Modular synthetic design enables precise control of shape and doping in colloidal zinc oxide nanorods

Abstract

Zinc oxide (ZnO) is a wide-band gap II–VI semiconductor with various optoelectronic applications owing to its transparency to visible light and tunable optical/electronic properties achieved by doping. While exquisite morphology control has been demonstrated for colloidal cadmium-chalcogenide II–VI nanocrystals over the past two decades, shape control strategies for solution-grown anisotropic ZnO nanocrystals (<100 nm) are limited in scope – they suffer from large polydispersities and highly branched nanorods. Here, we present a modular synthetic design approach that overcomes many of the synthetic challenges associated with zinc oxide nanorods and enables nearly independent control of morphology and impurity incorporation.

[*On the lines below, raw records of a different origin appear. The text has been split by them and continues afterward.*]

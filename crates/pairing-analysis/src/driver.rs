//! Per-frame orchestration of the adjacency → closure → cluster pipeline.
//!
//! The driver walks a trajectory in chunks: at each chunk boundary the
//! adjacency is rebuilt from raw distances, and intermediate frames only
//! relax the carried adjacency (pairs break, never re-form, until the next
//! rebuild). Closure and reduction are recomputed per frame and hold no
//! cross-frame state.

use pairing_core::{
    AdjacencyMatrix, AnalysisConfig, FrameRecord, FrameSeries, PairingError, TrajectoryProvider,
};

use crate::adjacency::AdjacencyBuilder;
use crate::closure::ClosureEngine;
use crate::cluster::ClusterReducer;

/// Drives pairing analysis across the frames of a trajectory.
pub struct TrajectoryDriver {
    builder: AdjacencyBuilder,
    engine: ClosureEngine,
    reducer: ClusterReducer,
    chunk_size: usize,
}

impl TrajectoryDriver {
    /// Creates a driver from a validated configuration.
    pub fn new(config: &AnalysisConfig) -> Result<Self, PairingError> {
        config.validate()?;
        Ok(Self {
            builder: AdjacencyBuilder::new(config.cutoff)?,
            engine: ClosureEngine::new(),
            reducer: ClusterReducer::new(),
            chunk_size: config.chunk_size,
        })
    }

    /// Analyzes every frame of the trajectory, returning the full series.
    pub fn run<T: TrajectoryProvider>(&self, trajectory: &T) -> Result<FrameSeries, PairingError> {
        let mut series = FrameSeries::new();
        self.run_into(trajectory, &mut series)?;
        Ok(series)
    }

    /// Analyzes every frame, pushing records into a caller-owned series.
    ///
    /// On a frame failure the error carries the frame index and the series
    /// keeps every record emitted before it; nothing is retried or rolled
    /// back.
    pub fn run_into<T: TrajectoryProvider>(
        &self,
        trajectory: &T,
        series: &mut FrameSeries,
    ) -> Result<(), PairingError> {
        let frames = trajectory.frame_count();
        let mut carried: Option<AdjacencyMatrix> = None;

        for frame in 0..frames {
            let adjacency = self
                .advance(trajectory, frame, carried.take())
                .map_err(|e| PairingError::at_frame(frame, e))?;

            let closure = self
                .engine
                .close(&adjacency)
                .map_err(|e| PairingError::at_frame(frame, e))?;
            let clusters = self.reducer.reduce(&closure);

            log::debug!(
                "frame {frame}: {} clusters, mean size {:.3}",
                clusters.len(),
                clusters.statistics.mean
            );

            carried = Some(adjacency.clone());
            series.push(FrameRecord {
                frame,
                adjacency,
                closure,
                clusters,
            });
        }

        log::info!(
            "analyzed {} frames ({} sites, chunk size {})",
            frames,
            trajectory.site_count(),
            self.chunk_size
        );
        Ok(())
    }

    /// Pair persistence mode: captures the adjacency at a reference frame
    /// and only ever relaxes it over the following frames, answering "are
    /// the originally-paired sites still paired at frame t". Returns one
    /// adjacency per frame from the reference frame to the end; no closure
    /// or reduction is involved.
    pub fn pair_persistence<T: TrajectoryProvider>(
        &self,
        trajectory: &T,
        reference_frame: usize,
    ) -> Result<Vec<AdjacencyMatrix>, PairingError> {
        let frames = trajectory.frame_count();
        if reference_frame >= frames {
            return Err(PairingError::domain(format!(
                "reference frame {reference_frame} out of range for {frames} frames"
            )));
        }

        let distances = trajectory
            .distance_matrix(reference_frame)
            .map_err(|e| PairingError::at_frame(reference_frame, e))?;
        let mut current = self
            .builder
            .build(&distances)
            .map_err(|e| PairingError::at_frame(reference_frame, e))?;

        let mut per_frame = Vec::with_capacity(frames - reference_frame);
        per_frame.push(current.clone());

        for frame in (reference_frame + 1)..frames {
            let distances = trajectory
                .distance_matrix(frame)
                .map_err(|e| PairingError::at_frame(frame, e))?;
            current = self
                .builder
                .update(current, &distances)
                .map_err(|e| PairingError::at_frame(frame, e))?;
            per_frame.push(current.clone());
        }
        Ok(per_frame)
    }

    /// One step of the chunked state machine: rebuild from raw distances
    /// at chunk boundaries, relax the carried adjacency otherwise.
    fn advance<T: TrajectoryProvider>(
        &self,
        trajectory: &T,
        frame: usize,
        carried: Option<AdjacencyMatrix>,
    ) -> Result<AdjacencyMatrix, PairingError> {
        let distances = trajectory.distance_matrix(frame)?;
        match carried {
            Some(previous) if frame % self.chunk_size != 0 => {
                log::trace!("frame {frame}: incremental update");
                self.builder.update(previous, &distances)
            }
            _ => {
                log::trace!("frame {frame}: chunk rebuild");
                self.builder.build(&distances)
            }
        }
    }
}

Manipulation of alcoholysis reaction kinetics through multiple precursor solution injections and judicious use of phosphonic acid surfactants enables the synthesis of nanorods with highly tunable shapes, lengths (40–200 nm), diameters (6–80 nm), and doping levels (with aluminum – Al³⁺ – cations). This work will enable further studies on shape-dependent phenomena in colloidal metal oxide nanorods as well as facilitate understanding of doping and plasmonics in anisotropic nanoscale metal oxide systems.